_Aim of the exercise_. Copy each line below in which the word "manager" occurs.

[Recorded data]
————————
//! Shadow-memory service interface.
//!
//! The shadow service tracks per-byte accessibility of the managed address
//! space and can answer "is this address the start of a guarded block
//! body?" without touching the (possibly protected) block memory itself.

use hashbrown::HashMap;
use parking_lot::RwLock;

use crate::block::BlockInfo;

/// Why a byte is inaccessible.
#[derive(Debug, Clone, Copy, PartialEq, Eq, Hash)]
pub enum ShadowMarker {
    /// Part of a block's left redzone (header + padding).
    LeftRedzone,
    /// Part of a block's right redzone (trailer padding + trailer).
    RightRedzone,
    /// Freed memory held in quarantine.
    Freed,
    /// Memory reserved by a backend but not handed to any caller.
    Reserved,
}

/// The shadow-memory capability consumed by the block heap manager.
///
/// Implementations must be callable from any thread; the manager may hold
/// per-heap locks while calling in.
pub trait ShadowMemory: Send + Sync {
    /// Mark `[addr, addr + size)` inaccessible with the given marker.
    fn poison(&self, addr: usize, size: usize, marker: ShadowMarker);

    /// Mark `[addr, addr + size)` accessible.
    fn unpoison(&self, addr: usize, size: usize);

    /// Mark `[addr, addr + size)` as freed-and-quarantined.
    fn mark_as_freed(&self, addr: usize, size: usize);

    /// Whether the byte at `addr` is accessible.
    fn is_accessible(&self, addr: usize) -> bool;

    /// Record a freshly initialized block: body accessible, redzones
    /// poisoned, body address answerable by the two queries below.
    fn poison_allocated_block(&self, info: &BlockInfo);

    /// Recover the block whose body starts at `addr`, if any.
    fn block_info_from_shadow(&self, addr: usize) -> Option<BlockInfo>;

    /// Whether `addr` is the first byte of a guarded block body.
    fn is_beginning_of_block_body(&self, addr: usize) -> bool;
}

struct ShadowState {
    /// Inaccessible bytes, keyed by address. A missing key means accessible.
    poisoned: HashMap<usize, ShadowMarker>,
    /// Known blocks, keyed by body address. Entries persist across
    /// `mark_as_freed` (quarantined blocks are still blocks) and are
    /// dropped when the block range is re-poisoned or unpoisoned wholesale.
    blocks: HashMap<usize, BlockInfo>,
}

/// Reference implementation of [`ShadowMemory`]: a byte-granular marker map.
///
/// A production deployment replaces this with its real shadow bitmap; this
/// map exists so the crate is usable standalone and so the test suite can
/// observe poisoning decisions exactly. It trades memory for fidelity and
/// is not meant for multi-gigabyte workloads.
pub struct ShadowMap {
    state: RwLock<ShadowState>,
}

impl Default for ShadowMap {
    fn default() -> Self {
        Self::new()
    }
}

impl ShadowMap {
    pub fn new() -> Self {
        ShadowMap {
            state: RwLock::new(ShadowState {
                poisoned: HashMap::new(),
                blocks: HashMap::new(),
            }),
        }
    }

    /// Count of currently poisoned bytes. Test/diagnostic aid.
    pub fn poisoned_bytes(&self) -> usize {
        self.state.read().poisoned.len()
    }

    fn forget_blocks_in_range(state: &mut ShadowState, addr: usize, size: usize) {
        let end = addr.saturating_add(size);
        let stale: Vec<usize> = state
            .blocks
            .iter()
            .filter(|(_, info)| info.base >= addr && info.base < end)
            .map(|(body, _)| *body)
            .collect();
        for body in stale {
            state.blocks.remove(&body);
        }
    }
}

impl ShadowMemory for ShadowMap {
    fn poison(&self, addr: usize, size: usize, marker: ShadowMarker) {
        let mut state = self.state.write();
        Self::forget_blocks_in_range(&mut state, addr, size);
        for byte in addr..addr.saturating_add(size) {
            state.poisoned.insert(byte, marker);
        }
    }

    fn unpoison(&self, addr: usize, size: usize) {
        let mut state = self.state.write();
        Self::forget_blocks_in_range(&mut state, addr, size);
        for byte in addr..addr.saturating_add(size) {
            state.poisoned.remove(&byte);
        }
    }

    fn mark_as_freed(&self, addr: usize, size: usize) {
        let mut state = self.state.write();
        // Block identity survives: a quarantined block must still answer
        // `is_beginning_of_block_body` so a second free is diagnosable.
        for byte in addr..addr.saturating_add(size) {
            state.poisoned.insert(byte, ShadowMarker::Freed);
        }
    }

    fn is_accessible(&self, addr: usize) -> bool {
        !self.state.read().poisoned.contains_key(&addr)
    }

    fn poison_allocated_block(&self, info: &BlockInfo) {
        let mut state = self.state.write();
        Self::forget_blocks_in_range(&mut state, info.base, info.layout.block_size);

        let body = info.body();
        for byte in info.base..body {
            state.poisoned.insert(byte, ShadowMarker::LeftRedzone);
        }
        for byte in body..info.body_end() {
            state.poisoned.remove(&byte);
        }
        for byte in info.body_end()..info.block_end() {
            state.poisoned.insert(byte, ShadowMarker::RightRedzone);
        }

        state.blocks.insert(body, *info);
    }

    fn block_info_from_shadow(&self, addr: usize) -> Option<BlockInfo> {
        self.state.read().blocks.get(&addr).copied()
    }

    fn is_beginning_of_block_body(&self, addr: usize) -> bool {
        self.state.read().blocks.contains_key(&addr)
    }
}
————————
_Final answer_.
/// The shadow-memory capability consumed by the block heap manager.
/// Implementations must be callable from any thread; the manager may hold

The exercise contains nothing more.